21 de abril de 2019

Body Horror

body horror

Meu corpo... sem as regras. Intervenções no corpo constituem um dos aspectos mais assustadores das narrativas de terror. O fascínio mórbido pela alteração das convenções de beleza física ou padrões biológicos vem de longe. Se na arte clássica foram buscadas formas e proporções corporais equilibradas na constituição do "modelo perfeito" coube às narrativas fantásticas a alteração das convenções para o tormento dos espectadores. Nosso próprio corpo como fonte do horror.

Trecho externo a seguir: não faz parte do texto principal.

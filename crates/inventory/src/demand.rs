//! Batch input lines: intake demand and outbound shipments.

use serde::{Deserialize, Serialize};

use slotwise_core::{ContainerId, DomainError, DomainResult, LocationCode};

/// One slice of a split placement.
#[derive(Debug, Clone, PartialEq, Eq, Serialize, Deserialize)]
pub struct SubAssignment {
    pub location: LocationCode,
    pub pallets: u32,
    pub cartons: u32,
}

/// Where a demand line's pallets went.
///
/// Serialized as a bare location code or as a list of sub-assignments, the
/// shape exported back into intake sheets.
#[derive(Debug, Clone, PartialEq, Eq, Serialize, Deserialize)]
#[serde(untagged)]
pub enum Placement {
    Single(LocationCode),
    Split(Vec<SubAssignment>),
}

impl Placement {
    /// Per-location quantities; a single placement takes the whole line.
    pub fn parts(&self, pallets: u32, cartons: u32) -> Vec<SubAssignment> {
        match self {
            Placement::Single(location) => vec![SubAssignment {
                location: location.clone(),
                pallets,
                cartons,
            }],
            Placement::Split(parts) => parts.clone(),
        }
    }

    /// A carried split must account for exactly the line's pallets, with no empty parts.
    pub fn check_covers(&self, pallets: u32) -> DomainResult<()> {
        let Placement::Split(parts) = self else {
            return Ok(());
        };
        if parts.is_empty() {
            return Err(DomainError::validation("split placement has no parts"));
        }
        if let Some(empty) = parts.iter().find(|p| p.pallets == 0) {
            return Err(DomainError::validation(format!(
                "split part at {} carries no pallets",
                empty.location
            )));
        }
        let total: u64 = parts.iter().map(|p| u64::from(p.pallets)).sum();
        if total != u64::from(pallets) {
            return Err(DomainError::validation(format!(
                "split parts hold {total} pallets but the line has {pallets}"
            )));
        }
        Ok(())
    }

    pub fn locations(&self) -> Vec<&LocationCode> {
        match self {
            Placement::Single(location) => vec![location],
            Placement::Split(parts) => parts.iter().map(|p| &p.location).collect(),
        }
    }
}

/// One intake row: pallets for a destination, unloaded from a container.
#[derive(Debug, Clone, PartialEq, Eq, Serialize, Deserialize)]
#[serde(rename_all = "camelCase")]
pub struct DemandLine {
    pub sequence_index: usize,
    #[serde(default)]
    pub destination: String,
    #[serde(default)]
    pub pallets: i64,
    #[serde(default)]
    pub cartons: Option<i64>,
    #[serde(default)]
    pub container_id: Option<String>,
    /// Placement carried over from a previous export.
    #[serde(default)]
    pub assigned: Option<Placement>,
}

/// Quantities of a demand line that passed validation.
#[derive(Debug, Clone, Copy, PartialEq, Eq)]
pub struct ValidDemand {
    pub pallets: u32,
    pub cartons: u32,
}

impl DemandLine {
    pub fn new(sequence_index: usize, destination: impl Into<String>, pallets: i64) -> Self {
        Self {
            sequence_index,
            destination: destination.into(),
            pallets,
            cartons: None,
            container_id: None,
            assigned: None,
        }
    }

    pub fn with_cartons(mut self, cartons: i64) -> Self {
        self.cartons = Some(cartons);
        self
    }

    pub fn with_container(mut self, container_id: impl Into<String>) -> Self {
        self.container_id = Some(container_id.into());
        self
    }

    pub fn with_assigned(mut self, placement: Placement) -> Self {
        self.assigned = Some(placement);
        self
    }

    pub fn validate(&self) -> DomainResult<ValidDemand> {
        if self.destination.trim().is_empty() {
            return Err(DomainError::validation("destination cannot be empty"));
        }
        if self.pallets <= 0 {
            return Err(DomainError::validation(format!(
                "pallets must be positive (got {})",
                self.pallets
            )));
        }
        let pallets = u32::try_from(self.pallets)
            .map_err(|_| DomainError::validation(format!("pallets out of range ({})", self.pallets)))?;
        let cartons = match self.cartons {
            None => 0,
            Some(c) if c < 0 => {
                return Err(DomainError::validation(format!(
                    "cartons cannot be negative (got {c})"
                )));
            }
            Some(c) => u32::try_from(c)
                .map_err(|_| DomainError::validation(format!("cartons out of range ({c})")))?,
        };
        Ok(ValidDemand { pallets, cartons })
    }

    /// Container this line is attributed to, if it names a usable one.
    pub fn container(&self) -> Option<ContainerId> {
        self.container_id
            .as_deref()
            .and_then(|raw| ContainerId::new(raw).ok())
    }
}

/// Intake batch as delivered by the spreadsheet collaborator.
///
/// The container number usually sits in the sheet header, so it is shared by
/// every line that does not name its own.
#[derive(Debug, Clone, Default, PartialEq, Eq, Serialize, Deserialize)]
#[serde(rename_all = "camelCase")]
pub struct DemandBatch {
    #[serde(default)]
    pub container_id: Option<String>,
    pub lines: Vec<DemandLine>,
}

impl DemandBatch {
    pub fn new(lines: Vec<DemandLine>) -> Self {
        Self {
            container_id: None,
            lines,
        }
    }

    pub fn with_container(mut self, container_id: impl Into<String>) -> Self {
        self.container_id = Some(container_id.into());
        self
    }

    /// Lines with the shared container id filled in where missing.
    pub fn resolved_lines(&self) -> Vec<DemandLine> {
        let shared = self
            .container_id
            .as_deref()
            .map(str::trim)
            .filter(|raw| !raw.is_empty());
        self.lines
            .iter()
            .cloned()
            .map(|mut line| {
                let blank = line
                    .container_id
                    .as_deref()
                    .is_none_or(|raw| raw.trim().is_empty());
                if blank {
                    line.container_id = shared.map(str::to_string);
                }
                line
            })
            .collect()
    }
}

/// One outbound row: pallets leaving a location for a destination.
#[derive(Debug, Clone, PartialEq, Eq, Serialize, Deserialize)]
#[serde(rename_all = "camelCase")]
pub struct OutboundLine {
    #[serde(default)]
    pub location: String,
    #[serde(default)]
    pub destination: String,
    #[serde(default)]
    pub pallets: i64,
    #[serde(default)]
    pub cartons: Option<i64>,
    #[serde(default)]
    pub container_id: Option<String>,
}

impl OutboundLine {
    pub fn new(location: impl Into<String>, destination: impl Into<String>, pallets: i64) -> Self {
        Self {
            location: location.into(),
            destination: destination.into(),
            pallets,
            cartons: None,
            container_id: None,
        }
    }

    pub fn with_cartons(mut self, cartons: i64) -> Self {
        self.cartons = Some(cartons);
        self
    }

    pub fn with_container(mut self, container_id: impl Into<String>) -> Self {
        self.container_id = Some(container_id.into());
        self
    }

    pub fn container(&self) -> Option<ContainerId> {
        self.container_id
            .as_deref()
            .and_then(|raw| ContainerId::new(raw).ok())
    }
}

#[cfg(test)]
mod tests {
    use super::*;

    #[test]
    fn non_positive_pallets_are_rejected() {
        assert!(DemandLine::new(0, "XLX7", 0).validate().is_err());
        assert!(DemandLine::new(0, "XLX7", -3).validate().is_err());
        assert_eq!(
            DemandLine::new(0, "XLX7", 3).with_cartons(30).validate(),
            Ok(ValidDemand { pallets: 3, cartons: 30 })
        );
    }

    #[test]
    fn blank_destination_is_rejected() {
        let err = DemandLine::new(0, "   ", 2).validate().unwrap_err();
        assert!(matches!(err, DomainError::Validation(msg) if msg.contains("destination")));
    }

    #[test]
    fn negative_cartons_are_rejected() {
        assert!(DemandLine::new(0, "XLX7", 2).with_cartons(-1).validate().is_err());
    }

    #[test]
    fn batch_container_fills_blank_lines_only() {
        let batch = DemandBatch::new(vec![
            DemandLine::new(0, "XLX7", 2),
            DemandLine::new(1, "ONT8", 2).with_container("OWN1"),
            DemandLine::new(2, "ONT8", 2).with_container("  "),
        ])
        .with_container("MSKU1");
        let lines = batch.resolved_lines();
        assert_eq!(lines[0].container_id.as_deref(), Some("MSKU1"));
        assert_eq!(lines[1].container_id.as_deref(), Some("OWN1"));
        assert_eq!(lines[2].container().map(String::from), Some("MSKU1".to_string()));
    }

    #[test]
    fn placement_round_trips_both_shapes() {
        let single: Placement = serde_json::from_str("\"A01\"").unwrap();
        assert_eq!(single.parts(3, 30)[0].pallets, 3);

        let split: Placement = serde_json::from_str(
            r#"[{"location":"A01","pallets":2,"cartons":20},{"location":"A02","pallets":1,"cartons":10}]"#,
        )
        .unwrap();
        assert_eq!(split.locations().len(), 2);
        assert_eq!(split.parts(99, 99)[1].pallets, 1);
    }
}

A alteração de convenções físicas, explorada desde o cadáver revivido de Mary Shelley, tem passagens inesquecíveis na literatura como os órgãos revoltados contra o dono em A Política do Corpo de Clive Barker e Um Delírio Metaléptico de Ray Bradbury, ou o episódio em Naked Lunch no qual o ânus de um sujeito começa a falar, depois a dar ordens e finalmente subverte a estrutura corporal do personagem! Além, claro, de A Metamorfose de Kafka, provavelmente a referência principal do pesadelo em transformação física na cultura moderna. Em A História da Feiura, Umberto Eco (citando Nietzsche), diz que o homem se coloca como a medida da perfeição. O feio é entendido como sinal e sintoma de degenerescência. Cada indício de esgotamento, de peso, de senilidade, de cansaço, toda a espécie de falta de liberdade, como a convulsão, como a paralisia, sobretudo o cheiro, a cor, a forma da dissolução, da decomposição, tudo provoca a mesma reação: o juízo de valor "feio".

A exploração visual das deformações e alterações corporais naturalmente renderia filmes memoráveis pela história do cinema, basta lembrar de Frankenstein (1931), A Mosca da Cabeça Branca (1958), Eyes Without a Face (1958), O Homem Elefante (1980), Enigma de Outro Mundo (1983) e Lobisomem Americano em Londres (1981) que causou sensação com os efeitos cruelmente "realistas" de Rick Baker. Sem esquecer a mão possuída de Ash em Evil Dead 2 (1987)! A animação Akira (1988) também teve sua inserção permanente em nossa memória, pelas grotescas deformações do epílogo!
Para o cinema contemporâneo, David Cronenberg pode ser o grande pioneiro na linha do body horror. Seu delirante Videodrome (1983) e a clássica refilmagem The Fly (1986) marcaram época nas bilheterias com sua escatologia e o ciberpunk Tetsuo anunciou as novas ousadias via cinema independente. Por sua vez o body horror dos anos 2000 está testando os limites de aceitação pelo público, alguns fundamentando seus excessos como em Martyrs, ou entrando pelo drama como em A Pele Que Habito, ou apenas exercitando os efeitos de próteses e maquiagem como em Gurotesuku ou District 9.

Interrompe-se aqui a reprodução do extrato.